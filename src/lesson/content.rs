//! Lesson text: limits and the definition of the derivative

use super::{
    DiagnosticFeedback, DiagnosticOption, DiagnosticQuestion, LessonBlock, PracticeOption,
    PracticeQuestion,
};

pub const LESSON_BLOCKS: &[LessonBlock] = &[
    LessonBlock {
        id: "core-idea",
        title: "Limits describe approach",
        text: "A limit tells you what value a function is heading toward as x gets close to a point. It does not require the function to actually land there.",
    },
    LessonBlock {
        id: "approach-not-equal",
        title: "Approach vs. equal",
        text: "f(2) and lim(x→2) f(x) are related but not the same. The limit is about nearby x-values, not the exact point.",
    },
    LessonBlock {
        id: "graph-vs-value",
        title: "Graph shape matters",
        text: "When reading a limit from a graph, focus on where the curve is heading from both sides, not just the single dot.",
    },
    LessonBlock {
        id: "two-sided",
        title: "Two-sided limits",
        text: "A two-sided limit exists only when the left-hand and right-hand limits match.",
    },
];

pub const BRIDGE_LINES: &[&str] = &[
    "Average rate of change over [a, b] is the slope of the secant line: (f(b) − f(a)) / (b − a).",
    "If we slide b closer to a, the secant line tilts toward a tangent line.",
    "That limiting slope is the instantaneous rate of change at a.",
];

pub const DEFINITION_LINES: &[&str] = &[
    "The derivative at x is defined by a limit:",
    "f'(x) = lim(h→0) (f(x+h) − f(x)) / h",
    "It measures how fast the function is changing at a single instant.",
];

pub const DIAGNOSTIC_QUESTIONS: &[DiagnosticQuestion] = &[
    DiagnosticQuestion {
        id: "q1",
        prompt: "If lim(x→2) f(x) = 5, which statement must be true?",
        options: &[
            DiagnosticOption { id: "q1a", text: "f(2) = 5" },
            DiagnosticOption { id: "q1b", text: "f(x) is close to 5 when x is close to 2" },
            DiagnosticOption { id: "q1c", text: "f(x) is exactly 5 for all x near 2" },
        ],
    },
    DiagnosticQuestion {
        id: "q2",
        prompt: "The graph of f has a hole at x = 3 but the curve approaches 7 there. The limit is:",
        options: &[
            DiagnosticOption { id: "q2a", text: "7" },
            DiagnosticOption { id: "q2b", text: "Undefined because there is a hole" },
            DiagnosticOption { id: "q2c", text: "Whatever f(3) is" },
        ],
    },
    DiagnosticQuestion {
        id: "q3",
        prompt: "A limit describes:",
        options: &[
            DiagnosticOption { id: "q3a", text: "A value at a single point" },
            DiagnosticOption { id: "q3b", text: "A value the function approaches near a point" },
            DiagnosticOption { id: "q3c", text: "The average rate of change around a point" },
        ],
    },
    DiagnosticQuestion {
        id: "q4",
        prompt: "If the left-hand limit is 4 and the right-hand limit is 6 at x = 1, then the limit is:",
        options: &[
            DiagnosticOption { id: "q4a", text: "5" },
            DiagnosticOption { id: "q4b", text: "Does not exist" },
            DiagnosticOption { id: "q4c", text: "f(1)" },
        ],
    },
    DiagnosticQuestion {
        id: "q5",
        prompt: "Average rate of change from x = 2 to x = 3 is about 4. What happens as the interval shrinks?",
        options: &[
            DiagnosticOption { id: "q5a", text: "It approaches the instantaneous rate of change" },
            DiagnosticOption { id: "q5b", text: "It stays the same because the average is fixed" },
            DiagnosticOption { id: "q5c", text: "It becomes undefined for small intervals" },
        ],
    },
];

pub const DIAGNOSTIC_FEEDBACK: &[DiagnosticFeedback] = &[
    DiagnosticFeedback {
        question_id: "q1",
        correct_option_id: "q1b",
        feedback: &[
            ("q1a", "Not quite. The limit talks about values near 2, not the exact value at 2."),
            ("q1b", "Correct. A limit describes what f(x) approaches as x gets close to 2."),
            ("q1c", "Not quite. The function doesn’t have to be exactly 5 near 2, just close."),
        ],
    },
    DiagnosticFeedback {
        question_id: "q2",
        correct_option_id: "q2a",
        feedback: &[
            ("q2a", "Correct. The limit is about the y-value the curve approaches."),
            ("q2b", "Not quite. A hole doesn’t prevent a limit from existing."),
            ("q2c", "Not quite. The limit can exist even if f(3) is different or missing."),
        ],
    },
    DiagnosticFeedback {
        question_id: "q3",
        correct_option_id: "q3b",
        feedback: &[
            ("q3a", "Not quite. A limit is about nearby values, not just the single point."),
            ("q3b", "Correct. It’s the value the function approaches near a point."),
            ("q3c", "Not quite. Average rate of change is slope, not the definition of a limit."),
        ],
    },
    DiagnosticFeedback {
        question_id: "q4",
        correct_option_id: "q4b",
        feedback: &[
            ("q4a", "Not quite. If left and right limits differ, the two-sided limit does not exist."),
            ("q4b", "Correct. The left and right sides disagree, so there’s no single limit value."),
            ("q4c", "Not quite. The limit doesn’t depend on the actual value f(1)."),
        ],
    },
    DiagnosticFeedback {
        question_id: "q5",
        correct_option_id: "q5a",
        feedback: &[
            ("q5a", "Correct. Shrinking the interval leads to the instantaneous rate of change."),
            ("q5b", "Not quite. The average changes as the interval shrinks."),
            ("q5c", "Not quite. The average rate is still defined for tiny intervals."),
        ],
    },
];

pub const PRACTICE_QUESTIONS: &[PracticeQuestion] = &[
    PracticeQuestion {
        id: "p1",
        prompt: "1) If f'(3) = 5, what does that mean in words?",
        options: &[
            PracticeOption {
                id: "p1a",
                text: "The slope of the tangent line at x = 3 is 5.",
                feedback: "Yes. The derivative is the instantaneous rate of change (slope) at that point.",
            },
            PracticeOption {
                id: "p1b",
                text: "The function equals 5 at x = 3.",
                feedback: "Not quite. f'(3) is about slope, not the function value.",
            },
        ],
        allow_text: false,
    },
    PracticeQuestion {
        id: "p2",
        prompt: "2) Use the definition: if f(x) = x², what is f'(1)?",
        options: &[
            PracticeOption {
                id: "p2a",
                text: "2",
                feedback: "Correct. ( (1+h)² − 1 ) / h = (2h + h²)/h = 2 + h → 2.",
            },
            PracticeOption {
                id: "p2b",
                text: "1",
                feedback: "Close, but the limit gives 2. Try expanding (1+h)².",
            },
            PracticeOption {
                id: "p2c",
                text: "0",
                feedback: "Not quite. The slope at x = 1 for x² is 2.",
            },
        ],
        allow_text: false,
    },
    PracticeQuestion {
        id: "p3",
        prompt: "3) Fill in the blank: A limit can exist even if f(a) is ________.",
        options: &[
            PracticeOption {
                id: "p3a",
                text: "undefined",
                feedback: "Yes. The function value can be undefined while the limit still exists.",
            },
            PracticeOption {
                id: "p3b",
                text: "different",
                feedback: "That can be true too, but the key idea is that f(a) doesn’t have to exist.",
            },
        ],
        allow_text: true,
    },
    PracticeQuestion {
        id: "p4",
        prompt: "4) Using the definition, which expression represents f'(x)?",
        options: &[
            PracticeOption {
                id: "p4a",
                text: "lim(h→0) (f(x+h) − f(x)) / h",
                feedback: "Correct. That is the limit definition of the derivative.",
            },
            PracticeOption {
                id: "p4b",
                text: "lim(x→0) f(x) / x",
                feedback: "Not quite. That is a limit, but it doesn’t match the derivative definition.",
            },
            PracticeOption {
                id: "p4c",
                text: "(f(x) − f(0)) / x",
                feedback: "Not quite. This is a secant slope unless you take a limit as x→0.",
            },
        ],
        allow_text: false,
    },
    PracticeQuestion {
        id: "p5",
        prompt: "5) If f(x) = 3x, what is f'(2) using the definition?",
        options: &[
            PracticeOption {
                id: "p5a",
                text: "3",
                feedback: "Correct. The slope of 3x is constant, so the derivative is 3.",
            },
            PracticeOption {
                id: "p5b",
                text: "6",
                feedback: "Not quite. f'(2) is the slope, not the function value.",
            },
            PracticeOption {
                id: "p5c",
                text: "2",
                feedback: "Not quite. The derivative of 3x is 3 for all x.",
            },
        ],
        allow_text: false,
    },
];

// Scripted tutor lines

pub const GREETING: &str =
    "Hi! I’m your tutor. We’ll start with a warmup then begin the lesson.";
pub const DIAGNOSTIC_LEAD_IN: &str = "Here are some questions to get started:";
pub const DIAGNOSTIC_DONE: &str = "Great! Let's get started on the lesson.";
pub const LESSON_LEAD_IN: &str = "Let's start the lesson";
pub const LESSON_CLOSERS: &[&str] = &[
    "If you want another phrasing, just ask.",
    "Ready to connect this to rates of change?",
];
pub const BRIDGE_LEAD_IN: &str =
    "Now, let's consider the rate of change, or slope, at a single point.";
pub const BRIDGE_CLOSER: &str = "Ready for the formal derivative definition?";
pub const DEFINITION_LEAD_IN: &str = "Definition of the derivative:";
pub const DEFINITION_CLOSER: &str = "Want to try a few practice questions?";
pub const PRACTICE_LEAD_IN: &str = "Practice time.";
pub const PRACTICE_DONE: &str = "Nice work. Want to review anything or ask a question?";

____________________

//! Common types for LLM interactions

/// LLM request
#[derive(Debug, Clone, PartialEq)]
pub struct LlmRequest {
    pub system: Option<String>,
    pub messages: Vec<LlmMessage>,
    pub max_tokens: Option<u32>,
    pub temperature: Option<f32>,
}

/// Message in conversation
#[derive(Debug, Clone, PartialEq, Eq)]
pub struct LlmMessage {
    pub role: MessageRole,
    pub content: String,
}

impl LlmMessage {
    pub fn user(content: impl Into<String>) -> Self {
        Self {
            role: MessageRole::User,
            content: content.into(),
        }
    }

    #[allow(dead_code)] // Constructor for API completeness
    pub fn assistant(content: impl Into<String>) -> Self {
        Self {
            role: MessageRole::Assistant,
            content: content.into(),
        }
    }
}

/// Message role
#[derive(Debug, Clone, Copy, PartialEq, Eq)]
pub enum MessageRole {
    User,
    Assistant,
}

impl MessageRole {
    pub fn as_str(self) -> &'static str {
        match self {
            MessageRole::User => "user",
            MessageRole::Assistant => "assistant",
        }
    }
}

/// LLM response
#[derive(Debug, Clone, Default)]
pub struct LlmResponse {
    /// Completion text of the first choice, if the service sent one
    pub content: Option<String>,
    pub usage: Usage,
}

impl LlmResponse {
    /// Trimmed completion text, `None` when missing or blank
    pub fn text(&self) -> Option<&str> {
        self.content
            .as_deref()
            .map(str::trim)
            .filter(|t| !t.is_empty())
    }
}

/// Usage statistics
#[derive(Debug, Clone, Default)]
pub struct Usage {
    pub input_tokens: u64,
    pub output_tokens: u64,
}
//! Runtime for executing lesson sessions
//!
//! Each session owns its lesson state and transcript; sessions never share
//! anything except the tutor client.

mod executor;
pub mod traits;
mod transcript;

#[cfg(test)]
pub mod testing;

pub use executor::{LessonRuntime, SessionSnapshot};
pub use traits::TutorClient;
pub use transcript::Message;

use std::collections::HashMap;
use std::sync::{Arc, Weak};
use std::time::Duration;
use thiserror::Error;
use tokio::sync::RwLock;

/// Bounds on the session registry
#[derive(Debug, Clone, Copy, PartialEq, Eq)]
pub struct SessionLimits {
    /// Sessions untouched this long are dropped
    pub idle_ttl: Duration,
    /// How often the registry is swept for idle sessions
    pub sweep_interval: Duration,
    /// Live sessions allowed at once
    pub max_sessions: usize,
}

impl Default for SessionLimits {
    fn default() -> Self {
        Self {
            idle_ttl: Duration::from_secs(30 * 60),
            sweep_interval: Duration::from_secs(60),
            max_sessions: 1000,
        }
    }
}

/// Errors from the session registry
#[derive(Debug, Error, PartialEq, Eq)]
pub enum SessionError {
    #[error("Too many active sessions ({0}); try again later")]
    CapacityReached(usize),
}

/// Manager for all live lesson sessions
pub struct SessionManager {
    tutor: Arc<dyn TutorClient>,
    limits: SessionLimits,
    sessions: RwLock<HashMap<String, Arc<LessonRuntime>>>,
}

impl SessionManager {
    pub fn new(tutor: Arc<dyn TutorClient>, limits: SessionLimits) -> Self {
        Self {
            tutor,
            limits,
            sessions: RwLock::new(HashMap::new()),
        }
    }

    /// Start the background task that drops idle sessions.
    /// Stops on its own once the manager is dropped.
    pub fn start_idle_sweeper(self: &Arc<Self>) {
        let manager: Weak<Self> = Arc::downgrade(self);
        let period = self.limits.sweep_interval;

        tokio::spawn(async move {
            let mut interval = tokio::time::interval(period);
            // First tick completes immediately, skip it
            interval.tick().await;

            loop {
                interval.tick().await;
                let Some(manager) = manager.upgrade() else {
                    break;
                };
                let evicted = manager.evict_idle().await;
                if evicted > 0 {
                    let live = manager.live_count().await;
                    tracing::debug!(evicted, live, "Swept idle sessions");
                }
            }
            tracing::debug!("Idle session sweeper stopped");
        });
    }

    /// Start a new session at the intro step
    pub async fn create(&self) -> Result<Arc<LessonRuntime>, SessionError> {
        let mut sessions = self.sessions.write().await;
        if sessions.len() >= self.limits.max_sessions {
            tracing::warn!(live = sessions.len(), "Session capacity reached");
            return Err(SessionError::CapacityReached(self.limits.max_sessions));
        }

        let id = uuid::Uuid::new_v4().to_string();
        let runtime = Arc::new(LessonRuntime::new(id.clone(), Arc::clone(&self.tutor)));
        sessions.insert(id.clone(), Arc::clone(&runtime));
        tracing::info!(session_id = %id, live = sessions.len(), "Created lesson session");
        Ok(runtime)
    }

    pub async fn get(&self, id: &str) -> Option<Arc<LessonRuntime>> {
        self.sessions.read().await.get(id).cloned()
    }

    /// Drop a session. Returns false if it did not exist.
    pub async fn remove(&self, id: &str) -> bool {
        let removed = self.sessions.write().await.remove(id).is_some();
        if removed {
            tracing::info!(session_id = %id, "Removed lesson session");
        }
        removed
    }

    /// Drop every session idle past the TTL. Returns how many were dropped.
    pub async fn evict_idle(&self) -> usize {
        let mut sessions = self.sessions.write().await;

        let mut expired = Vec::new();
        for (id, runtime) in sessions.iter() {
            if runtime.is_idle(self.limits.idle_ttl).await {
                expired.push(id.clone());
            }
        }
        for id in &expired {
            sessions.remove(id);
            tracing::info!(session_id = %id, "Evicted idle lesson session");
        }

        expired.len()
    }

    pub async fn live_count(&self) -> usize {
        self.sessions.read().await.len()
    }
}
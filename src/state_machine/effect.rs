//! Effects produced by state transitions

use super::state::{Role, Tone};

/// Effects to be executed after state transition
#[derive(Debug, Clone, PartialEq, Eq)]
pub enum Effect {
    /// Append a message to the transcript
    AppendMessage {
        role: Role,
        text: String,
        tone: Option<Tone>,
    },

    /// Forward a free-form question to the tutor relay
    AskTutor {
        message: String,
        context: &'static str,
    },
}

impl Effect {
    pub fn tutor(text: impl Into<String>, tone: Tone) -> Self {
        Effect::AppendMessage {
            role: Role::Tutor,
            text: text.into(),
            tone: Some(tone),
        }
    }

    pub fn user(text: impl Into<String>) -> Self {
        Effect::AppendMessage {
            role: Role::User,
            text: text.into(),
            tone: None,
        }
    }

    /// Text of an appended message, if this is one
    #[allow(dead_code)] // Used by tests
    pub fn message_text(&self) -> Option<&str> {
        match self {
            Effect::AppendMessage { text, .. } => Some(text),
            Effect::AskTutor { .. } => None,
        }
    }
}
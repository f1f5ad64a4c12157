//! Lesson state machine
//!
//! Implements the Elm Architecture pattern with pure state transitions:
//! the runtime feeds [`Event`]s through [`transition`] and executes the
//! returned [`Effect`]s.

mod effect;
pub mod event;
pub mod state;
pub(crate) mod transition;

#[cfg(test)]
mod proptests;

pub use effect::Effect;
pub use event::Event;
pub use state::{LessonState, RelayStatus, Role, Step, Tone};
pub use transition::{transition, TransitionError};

____________________

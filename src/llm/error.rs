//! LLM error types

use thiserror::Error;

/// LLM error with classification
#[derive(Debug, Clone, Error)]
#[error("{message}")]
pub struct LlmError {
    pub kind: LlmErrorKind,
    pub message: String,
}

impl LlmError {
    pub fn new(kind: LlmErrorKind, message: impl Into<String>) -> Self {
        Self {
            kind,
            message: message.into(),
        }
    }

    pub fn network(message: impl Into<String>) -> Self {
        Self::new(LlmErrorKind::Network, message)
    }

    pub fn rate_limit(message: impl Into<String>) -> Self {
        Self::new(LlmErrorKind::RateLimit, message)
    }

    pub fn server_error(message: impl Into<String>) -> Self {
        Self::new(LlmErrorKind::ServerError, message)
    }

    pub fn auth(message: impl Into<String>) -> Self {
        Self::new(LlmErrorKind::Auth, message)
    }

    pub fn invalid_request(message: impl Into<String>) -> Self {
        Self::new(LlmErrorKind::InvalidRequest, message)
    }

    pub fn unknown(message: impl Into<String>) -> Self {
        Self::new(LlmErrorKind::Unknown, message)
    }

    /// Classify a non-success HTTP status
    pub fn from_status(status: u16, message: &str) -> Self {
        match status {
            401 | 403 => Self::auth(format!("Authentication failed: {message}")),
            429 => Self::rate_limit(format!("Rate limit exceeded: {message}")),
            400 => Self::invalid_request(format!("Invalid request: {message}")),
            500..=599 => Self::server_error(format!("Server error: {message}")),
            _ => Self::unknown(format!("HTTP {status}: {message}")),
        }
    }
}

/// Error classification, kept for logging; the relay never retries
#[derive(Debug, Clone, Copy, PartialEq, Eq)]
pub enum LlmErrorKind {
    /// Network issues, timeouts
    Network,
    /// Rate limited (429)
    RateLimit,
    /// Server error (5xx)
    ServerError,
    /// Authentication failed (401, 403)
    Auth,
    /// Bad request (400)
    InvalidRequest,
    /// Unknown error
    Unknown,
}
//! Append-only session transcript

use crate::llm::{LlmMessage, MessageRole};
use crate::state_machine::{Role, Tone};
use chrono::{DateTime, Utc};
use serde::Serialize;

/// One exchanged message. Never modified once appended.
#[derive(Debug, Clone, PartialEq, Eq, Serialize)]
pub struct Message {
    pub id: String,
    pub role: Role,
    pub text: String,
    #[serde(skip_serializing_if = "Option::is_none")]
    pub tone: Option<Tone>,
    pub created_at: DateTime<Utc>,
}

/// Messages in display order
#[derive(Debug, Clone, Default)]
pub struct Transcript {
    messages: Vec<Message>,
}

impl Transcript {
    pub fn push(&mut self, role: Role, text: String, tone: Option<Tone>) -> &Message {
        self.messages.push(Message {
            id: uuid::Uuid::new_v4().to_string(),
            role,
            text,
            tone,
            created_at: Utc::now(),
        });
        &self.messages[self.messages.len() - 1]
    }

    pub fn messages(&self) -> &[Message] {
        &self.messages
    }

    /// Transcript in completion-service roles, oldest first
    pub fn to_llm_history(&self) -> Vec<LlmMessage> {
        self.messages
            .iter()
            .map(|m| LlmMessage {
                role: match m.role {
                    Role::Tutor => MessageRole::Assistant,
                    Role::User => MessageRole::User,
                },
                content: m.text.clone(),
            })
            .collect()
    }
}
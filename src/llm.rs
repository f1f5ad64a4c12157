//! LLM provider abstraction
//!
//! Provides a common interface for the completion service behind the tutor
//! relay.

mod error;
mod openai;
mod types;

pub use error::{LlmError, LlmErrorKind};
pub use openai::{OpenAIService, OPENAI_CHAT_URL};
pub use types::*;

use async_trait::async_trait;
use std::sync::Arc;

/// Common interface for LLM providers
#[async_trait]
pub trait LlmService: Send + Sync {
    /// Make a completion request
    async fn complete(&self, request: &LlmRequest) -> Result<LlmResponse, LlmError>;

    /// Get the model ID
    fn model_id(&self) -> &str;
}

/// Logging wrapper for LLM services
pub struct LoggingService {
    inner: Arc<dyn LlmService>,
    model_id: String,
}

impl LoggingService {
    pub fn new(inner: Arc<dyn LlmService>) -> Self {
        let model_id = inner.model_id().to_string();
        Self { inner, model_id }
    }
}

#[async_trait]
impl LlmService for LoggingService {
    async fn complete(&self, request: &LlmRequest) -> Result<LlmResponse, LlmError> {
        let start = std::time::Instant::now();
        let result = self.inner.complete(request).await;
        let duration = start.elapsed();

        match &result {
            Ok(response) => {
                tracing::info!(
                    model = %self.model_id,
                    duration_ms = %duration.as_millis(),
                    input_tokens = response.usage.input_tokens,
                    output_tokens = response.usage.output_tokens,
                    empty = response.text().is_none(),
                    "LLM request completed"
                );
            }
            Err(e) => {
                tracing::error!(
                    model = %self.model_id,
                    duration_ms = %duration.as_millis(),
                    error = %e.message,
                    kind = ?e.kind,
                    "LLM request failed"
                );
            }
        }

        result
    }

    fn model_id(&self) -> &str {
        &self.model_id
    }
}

____________________

[TASK TO COMPLETE]
Work out how many lines in the material above include the word "exactly", and write down that number alone.

[WRITTEN ANSWER]
2